*** The data ***

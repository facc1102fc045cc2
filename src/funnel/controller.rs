//! Funnel controller: walks one answer record through the visible steps.
//!
//! The controller is synchronous and owns no timers. Async concerns
//! (interstitial auto-advance, the submission round-trip) live in
//! [`FunnelSession`](super::session::FunnelSession), which drives this
//! type through a lock.

use std::sync::{Arc, LazyLock};
use std::time::Duration;

use regex::Regex;
use serde::Serialize;
use serde_json::{Map, Value};
use tracing::debug;
use uuid::Uuid;

use super::analytics::{AnalyticsSink, FunnelEvent};
use super::graph::StepGraph;
use super::record::AnswerRecord;
use super::step::{StepDefinition, StepKind};
use crate::error::FunnelError;

static EMAIL_RE: LazyLock<Regex> =
    LazyLock::new(|| Regex::new(r"^[^@\s]+@[^@\s]+\.[^@\s]+$").expect("valid email regex"));

static PHONE_CHARS_RE: LazyLock<Regex> =
    LazyLock::new(|| Regex::new(r"^[0-9+\-\s()]+$").expect("valid phone regex"));

/// Lifecycle of a funnel run.
#[derive(Debug, Clone, Copy, PartialEq, Eq, Serialize)]
#[serde(rename_all = "snake_case")]
pub enum FunnelStatus {
    Active,
    Completed,
    Exited,
}

impl std::fmt::Display for FunnelStatus {
    fn fmt(&self, f: &mut std::fmt::Formatter<'_>) -> std::fmt::Result {
        let s = match self {
            Self::Active => "active",
            Self::Completed => "completed",
            Self::Exited => "exited",
        };
        write!(f, "{s}")
    }
}

/// Result of a navigation request.
#[derive(Debug, Clone, Copy, PartialEq, Eq)]
pub enum Navigation {
    /// A new step is current.
    Moved { step_id: &'static str },
    /// Advanced past the last step.
    Completed,
    /// Retreated past the first step.
    Exited,
    /// A submission is in flight; the request was ignored.
    Suspended,
}
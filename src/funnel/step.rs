//! Step definitions: the static shape of every funnel screen.

use std::fmt;

use serde::Serialize;
use serde_json::Value;

use super::record::AnswerRecord;

/// What a step asks for and how it is completed.
#[derive(Debug, Clone, Copy, PartialEq, Eq, Serialize)]
#[serde(rename_all = "kebab-case")]
pub enum StepKind {
    Choice,
    Slider,
    Text,
    Contact,
    InterstitialAnimation,
    InterstitialSummary,
    Calculation,
    Transition,
    Final,
}

impl StepKind {
    /// Interstitial steps advance on their own after `auto_advance_ms`.
    pub fn is_interstitial(&self) -> bool {
        matches!(self, Self::InterstitialAnimation | Self::InterstitialSummary)
    }
}

impl fmt::Display for StepKind {
    fn fmt(&self, f: &mut fmt::Formatter<'_>) -> fmt::Result {
        let s = match self {
            Self::Choice => "choice",
            Self::Slider => "slider",
            Self::Text => "text",
            Self::Contact => "contact",
            Self::InterstitialAnimation => "interstitial-animation",
            Self::InterstitialSummary => "interstitial-summary",
            Self::Calculation => "calculation",
            Self::Transition => "transition",
            Self::Final => "final",
        };
        write!(f, "{s}")
    }
}

/// Inclusive integer range of a slider step.
#[derive(Debug, Clone, Copy, PartialEq, Eq, Serialize)]
pub struct SliderBounds {
    pub min: i64,
    pub max: i64,
    pub step: i64,
}

impl SliderBounds {
    /// Clamp raw user input into `[min, max]`.
    ///
    /// Numbers are rounded to the nearest integer; numeric strings are
    /// parsed; anything else is treated as `min`.
    pub fn clamp(&self, raw: &Value) -> i64 {
        let parsed = match raw {
            Value::Number(n) => n.as_f64(),
            Value::String(s) => s.trim().parse::<f64>().ok(),
            _ => None,
        };
        match parsed.filter(|v| v.is_finite()) {
            Some(v) => {
                let rounded = v.round();
                if rounded <= self.min as f64 {
                    self.min
                } else if rounded >= self.max as f64 {
                    self.max
                } else {
                    rounded as i64
                }
            }
            None => self.min,
        }
    }
}

/// Visibility predicate over the in-progress answers.
pub type VisibleWhen = fn(&AnswerRecord) -> bool;

/// One statically defined funnel step.
#[derive(Debug, Clone, Copy)]
pub struct StepDefinition {
    pub id: &'static str,
    pub kind: StepKind,
    /// Title template; `{field}` placeholders are filled from the record.
    pub title: &'static str,
    pub options: &'static [&'static str],
    pub slider: Option<SliderBounds>,
    /// Constituent fields of a contact step.
    pub fields: &'static [&'static str],
    pub required: bool,
    pub visible_when: Option<VisibleWhen>,
    pub auto_advance_ms: Option<u64>,
}

impl StepDefinition {
    const fn base(id: &'static str, kind: StepKind, title: &'static str) -> Self {
        Self {
            id,
            kind,
            title,
            options: &[],
            slider: None,
            fields: &[],
            required: false,
            visible_when: None,
            auto_advance_ms: None,
        }
    }

    pub const fn choice(
        id: &'static str,
        title: &'static str,
        options: &'static [&'static str],
    ) -> Self {
        let mut step = Self::base(id, StepKind::Choice, title);
        step.options = options;
        step.required = true;
        step
    }

    pub const fn slider(id: &'static str, title: &'static str, min: i64, max: i64, step: i64) -> Self {
        let mut def = Self::base(id, StepKind::Slider, title);
        def.slider = Some(SliderBounds { min, max, step });
        def.required = true;
        def
    }

    pub const fn text(id: &'static str, title: &'static str, required: bool) -> Self {
        let mut step = Self::base(id, StepKind::Text, title);
        step.required = required;
        step
    }

    pub const fn contact(
        id: &'static str,
        title: &'static str,
        fields: &'static [&'static str],
    ) -> Self {
        let mut step = Self::base(id, StepKind::Contact, title);
        step.fields = fields;
        step.required = true;
        step
    }

    /// An interstitial step. `kind` must be one of the interstitial kinds.
    pub const fn interstitial(
        id: &'static str,
        kind: StepKind,
        title: &'static str,
        auto_advance_ms: u64,
    ) -> Self {
        let mut step = Self::base(id, kind, title);
        step.auto_advance_ms = Some(auto_advance_ms);
        step
    }

    pub const fn display(id: &'static str, kind: StepKind, title: &'static str) -> Self {
        Self::base(id, kind, title)
    }

    pub const fn visible_when(mut self, predicate: VisibleWhen) -> Self {
        self.visible_when = Some(predicate);
        self
    }

    pub fn is_visible(&self, record: &AnswerRecord) -> bool {
        self.visible_when.is_none_or(|predicate| predicate(record))
    }

    /// Fill `{field}` placeholders in the title. Unknown fields render empty.
    pub fn render_title(&self, record: &AnswerRecord) -> String {
        let mut out = String::with_capacity(self.title.len());
        let mut rest = self.title;
        while let Some(open) = rest.find('{') {
            out.push_str(&rest[..open]);
            let after = &rest[open + 1..];
            match after.find('}') {
                Some(close) => {
                    let key = &after[..close];
                    if let Some(value) = record.display(key) {
                        out.push_str(&value);
                    }
                    rest = &after[close + 1..];
                }
                None => {
                    out.push_str(&rest[open..]);
                    rest = "";
                }
            }
        }
        out.push_str(rest);
        out
    }
}
//! Webhook fan-out: best-effort JSON POST to every active registration.

use std::time::Duration;

use futures::future::join_all;
use serde_json::Value;
use tracing::{debug, info, warn};

use crate::error::WebhookError;
use crate::store::{Database, WebhookRegistration};

/// Outcome counts for one fan-out round.
#[derive(Debug, Clone, Copy, Default, PartialEq, Eq)]
pub struct FanOutSummary {
    pub attempted: usize,
    pub delivered: usize,
}

/// Posts lead payloads to registered endpoints.
///
/// One attempt per endpoint. Failures are logged and dropped.
#[derive(Debug, Clone)]
pub struct WebhookNotifier {
    client: reqwest::Client,
    timeout: Duration,
}

impl WebhookNotifier {
    pub fn new(timeout: Duration) -> Self {
        Self {
            client: reqwest::Client::new(),
            timeout,
        }
    }

    /// POST `body` to a single endpoint. Returns the HTTP status on 2xx.
    pub async fn deliver(
        &self,
        hook: &WebhookRegistration,
        body: &Value,
    ) -> Result<u16, WebhookError> {
        let response = self
            .client
            .post(&hook.url)
            .timeout(self.timeout)
            .json(body)
            .send()
            .await
            .map_err(|e| {
                if e.is_timeout() {
                    WebhookError::Timeout {
                        name: hook.name.clone(),
                        timeout: self.timeout,
                    }
                } else {
                    WebhookError::RequestFailed {
                        name: hook.name.clone(),
                        reason: e.to_string(),
                    }
                }
            })?;

        let status = response.status();
        if !status.is_success() {
            return Err(WebhookError::BadStatus {
                name: hook.name.clone(),
                status: status.as_u16(),
            });
        }
        Ok(status.as_u16())
    }

    /// Notify every active registration concurrently.
    ///
    /// Registrations are re-read on every call so admin changes apply to the
    /// next lead immediately.
    pub async fn fan_out(&self, db: &dyn Database, body: &Value) -> FanOutSummary {
        let hooks = match db.list_active_webhooks().await {
            Ok(hooks) => hooks,
            Err(e) => {
                warn!(error = %e, "Failed to load active webhooks, skipping fan-out");
                return FanOutSummary::default();
            }
        };
        if hooks.is_empty() {
            debug!("No active webhooks");
            return FanOutSummary::default();
        }

        let results = join_all(hooks.iter().map(|hook| self.deliver(hook, body))).await;

        let mut summary = FanOutSummary {
            attempted: hooks.len(),
            delivered: 0,
        };
        for (hook, result) in hooks.iter().zip(results) {
            match result {
                Ok(status) => {
                    summary.delivered += 1;
                    debug!(webhook_id = %hook.id, status, "Webhook delivered");
                }
                Err(e) => {
                    warn!(webhook_id = %hook.id, url = %hook.url, error = %e, "Webhook delivery failed");
                }
            }
        }
        info!(
            attempted = summary.attempted,
            delivered = summary.delivered,
            "Webhook fan-out finished"
        );
        summary
    }
}
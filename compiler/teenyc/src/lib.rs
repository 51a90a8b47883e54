//! Teeny command line driver.
//!
//! Reads a source file, runs the tokenizer or the grammar checker over it,
//! and reports the outcome. The binary in `main.rs` only parses arguments
//! and dispatches to [`commands`].

pub mod commands;

use std::sync::Once;

static TRACING_INIT: Once = Once::new();

/// Initialize tracing for debug output.
///
/// Safe to call multiple times. Does nothing unless `RUST_LOG` is set, e.g.
/// `RUST_LOG=teeny_parse=debug` for the production tree or
/// `RUST_LOG=teeny_lexer=trace` for every token.
pub fn init_tracing() {
    TRACING_INIT.call_once(|| {
        use tracing_subscriber::{prelude::*, EnvFilter};
        use tracing_tree::HierarchicalLayer;

        if std::env::var("RUST_LOG").is_ok() {
            tracing_subscriber::registry()
                .with(EnvFilter::from_default_env())
                .with(
                    HierarchicalLayer::new(2)
                        .with_writer(std::io::stderr)
                        .with_targets(true),
                )
                .init();
        }
    });
}
use super::*;

// === Keyword lookup ===

#[test]
fn every_keyword_resolves() {
    assert_eq!(TokenKind::keyword("LABEL"), Some(TokenKind::Label));
    assert_eq!(TokenKind::keyword("GOTO"), Some(TokenKind::Goto));
    assert_eq!(TokenKind::keyword("PRINT"), Some(TokenKind::Print));
    assert_eq!(TokenKind::keyword("INPUT"), Some(TokenKind::Input));
    assert_eq!(TokenKind::keyword("LET"), Some(TokenKind::Let));
    assert_eq!(TokenKind::keyword("IF"), Some(TokenKind::If));
    assert_eq!(TokenKind::keyword("THEN"), Some(TokenKind::Then));
    assert_eq!(TokenKind::keyword("ENDIF"), Some(TokenKind::EndIf));
    assert_eq!(TokenKind::keyword("WHILE"), Some(TokenKind::While));
    assert_eq!(TokenKind::keyword("REPEAT"), Some(TokenKind::Repeat));
    assert_eq!(TokenKind::keyword("ENDWHILE"), Some(TokenKind::EndWhile));
}

#[test]
fn keyword_names_round_trip_through_lookup() {
    for kind in TokenKind::KEYWORDS {
        assert!(kind.is_keyword());
        assert_eq!(TokenKind::keyword(kind.name()), Some(kind));
    }
}

#[test]
fn keyword_lookup_is_case_sensitive() {
    assert_eq!(TokenKind::keyword("if"), None);
    assert_eq!(TokenKind::keyword("If"), None);
    assert_eq!(TokenKind::keyword("print"), None);
    assert_eq!(TokenKind::keyword("EndWhile"), None);
}

#[test]
fn keyword_lookup_rejects_prefixes_and_extensions() {
    assert_eq!(TokenKind::keyword("IFX"), None);
    assert_eq!(TokenKind::keyword("I"), None);
    assert_eq!(TokenKind::keyword("END"), None);
    assert_eq!(TokenKind::keyword("ENDWHILES"), None);
    assert_eq!(TokenKind::keyword(""), None);
}

#[test]
fn non_keyword_kinds_are_not_keywords() {
    assert!(!TokenKind::Ident.is_keyword());
    assert!(!TokenKind::Eq.is_keyword());
    assert!(!TokenKind::Eof.is_keyword());
}

// === Classification ===

#[test]
fn comparison_operators() {
    for kind in [
        TokenKind::EqEq,
        TokenKind::NotEq,
        TokenKind::Lt,
        TokenKind::LtEq,
        TokenKind::Gt,
        TokenKind::GtEq,
    ] {
        assert!(kind.is_comparison_operator(), "{kind}");
    }
    assert!(!TokenKind::Eq.is_comparison_operator());
    assert!(!TokenKind::Plus.is_comparison_operator());
}

// === Display ===

#[test]
fn kind_display_uses_upper_case_names() {
    assert_eq!(TokenKind::EndIf.to_string(), "ENDIF");
    assert_eq!(TokenKind::NotEq.to_string(), "NOTEQ");
    assert_eq!(TokenKind::Eof.to_string(), "EOF");
}

#[test]
fn token_display() {
    let ident = Token::new(TokenKind::Ident, "foo", Span::new(0, 3));
    assert_eq!(ident.to_string(), "IDENT foo");

    let string = Token::new(TokenKind::String, "hi there", Span::new(0, 10));
    assert_eq!(string.to_string(), "STRING \"hi there\"");

    let newline = Token::new(TokenKind::Newline, "\n", Span::new(3, 4));
    assert_eq!(newline.to_string(), "NEWLINE");
    assert!(!newline.is_eof());
}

***

### What you will do
The required output is the stretch of entries above from the line containing "fields render empty." through the line containing "use crate::error::WebhookError;", reproduced exactly.

### Response below
    /// Fill `{field}` placeholders in the title. Unknown fields render empty.
    pub fn render_title(&self, record: &AnswerRecord) -> String {
        let mut out = String::with_capacity(self.title.len());
        let mut rest = self.title;
        while let Some(open) = rest.find('{') {
            out.push_str(&rest[..open]);
            let after = &rest[open + 1..];
            match after.find('}') {
                Some(close) => {
                    let key = &after[..close];
                    if let Some(value) = record.display(key) {
                        out.push_str(&value);
                    }
                    rest = &after[close + 1..];
                }
                None => {
                    out.push_str(&rest[open..]);
                    rest = "";
                }
            }
        }
        out.push_str(rest);
        out
    }
}
//! Webhook fan-out: best-effort JSON POST to every active registration.

use std::time::Duration;

use futures::future::join_all;
use serde_json::Value;
use tracing::{debug, info, warn};

use crate::error::WebhookError;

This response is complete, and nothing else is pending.